Xbox co-founder Seamus Blackley thinks now-former Xbox boss Phil Spencer might have exhausted himself trying to prop up the game side – but the person he's most concerned about in the aftermath Microsoft's leadership shakeup is ex-president Sarah Bond, who's just resigned after almost 10 years with Xbox.
"The person who I feel worst for is Sarah Bond, who was more than capable from a leadership standpoint," Blackley tells GamesBeat in a new interview. "Super cool, actual gamer."
Unlike Bond, who was once thought of as Spencer's natural successor, Spencer's actual replacement Asha Sharma was previously president of Microsoft's CoreAI product and has no direct gaming experience. Blackley reminisces that, back in the day (he left Microsoft in 2002), Xbox leadership was a blend of different people and experiences – but "it's never this balance of people that makes something work. The balance is what enables something to happen, but you need to have an idea that people drive through that remains pure somehow."

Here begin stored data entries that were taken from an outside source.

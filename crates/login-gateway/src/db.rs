use tiberius::{AuthMethod, Client, Config, EncryptionLevel};
use tokio::net::TcpStream;
use tokio_util::compat::{Compat, TokioAsyncWriteCompatExt};

use crate::config::GatewayConfig;
use crate::credential::{AccessToken, CredentialProvider};
use crate::error::GatewayResult;

pub type SqlClient = Client<Compat<TcpStream>>;

/// Opens Azure SQL connections authenticated with an Entra ID access token.
///
/// Every call to [`SqlConnector::get_connection`] negotiates a fresh token
/// and a fresh connection; callers hand the client back through
/// [`SqlConnector::release`] once they are done with it.
#[derive(Clone)]
pub struct SqlConnector {
    server: String,
    database: String,
    port: u16,
    log_identity: bool,
    credentials: CredentialProvider,
}

impl SqlConnector {
    pub fn new(config: &GatewayConfig, credentials: CredentialProvider) -> Self {
        Self {
            server: config.sql_server.clone(),
            database: config.sql_database.clone(),
            port: config.sql_port,
            log_identity: config.sql_log_identity,
            credentials,
        }
    }

    pub fn connection_config(&self, token: &AccessToken) -> Config {
        let mut config = Config::new();
        config.host(&self.server);
        config.port(self.port);
        config.database(&self.database);
        config.authentication(AuthMethod::aad_token(&token.token));
        config.encryption(EncryptionLevel::Required);
        config
    }

    pub async fn get_connection(&self) -> GatewayResult<SqlClient> {
        let token = self.credentials.get_token().await?;
        let mut client = connect(self.connection_config(&token)).await?;

        if self.log_identity {
            let row = client
                .simple_query("SELECT USER_NAME()")
                .await?
                .into_row()
                .await?;
            let user = row
                .as_ref()
                .and_then(|r| r.get::<&str, _>(0))
                .unwrap_or("<unknown>");
            tracing::info!("SQL sees user as: {}", user);
        }

        Ok(client)
    }

    pub async fn release(&self, client: SqlClient) {
        if let Err(e) = client.close().await {
            tracing::warn!("Failed to close SQL connection: {}", e);
        }
    }
}

async fn connect(config: Config) -> tiberius::Result<SqlClient> {
    let tcp = TcpStream::connect(config.get_addr()).await?;
    tcp.set_nodelay(true)?;

    match Client::connect(config.clone(), tcp.compat_write()).await {
        Ok(client) => Ok(client),
        // Azure SQL gateways may redirect to the node hosting the database.
        Err(tiberius::error::Error::Routing { host, port }) => {
            tracing::debug!("SQL gateway redirected connection to {}:{}", host, port);
            let mut config = config;
            config.host(&host);
            config.port(port);

            let tcp = TcpStream::connect(config.get_addr()).await?;
            tcp.set_nodelay(true)?;
            Client::connect(config, tcp.compat_write()).await
        }
        Err(e) => Err(e),
    }
}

Helpfully, he thinks, "This is different from Asha." Unlike the power struggle at early Microsoft, "This isn't an insurgency. This is kind of like, 'We're hoping that the new person who's been put in charge of our department, who doesn't have any background in what we do, will not fuck with us too much and will let us do the right thing.'"
Just 48 hours into Sharma's tenure, all anyone can do is speculate, even Blackley. But at this uncertain time for Xbox, one thing is obvious: "The game that Phil had been playing for a long time," Blackley continues, "managing the beast so that he could continue to try to do the right thing for games, I think that finally just wore him out."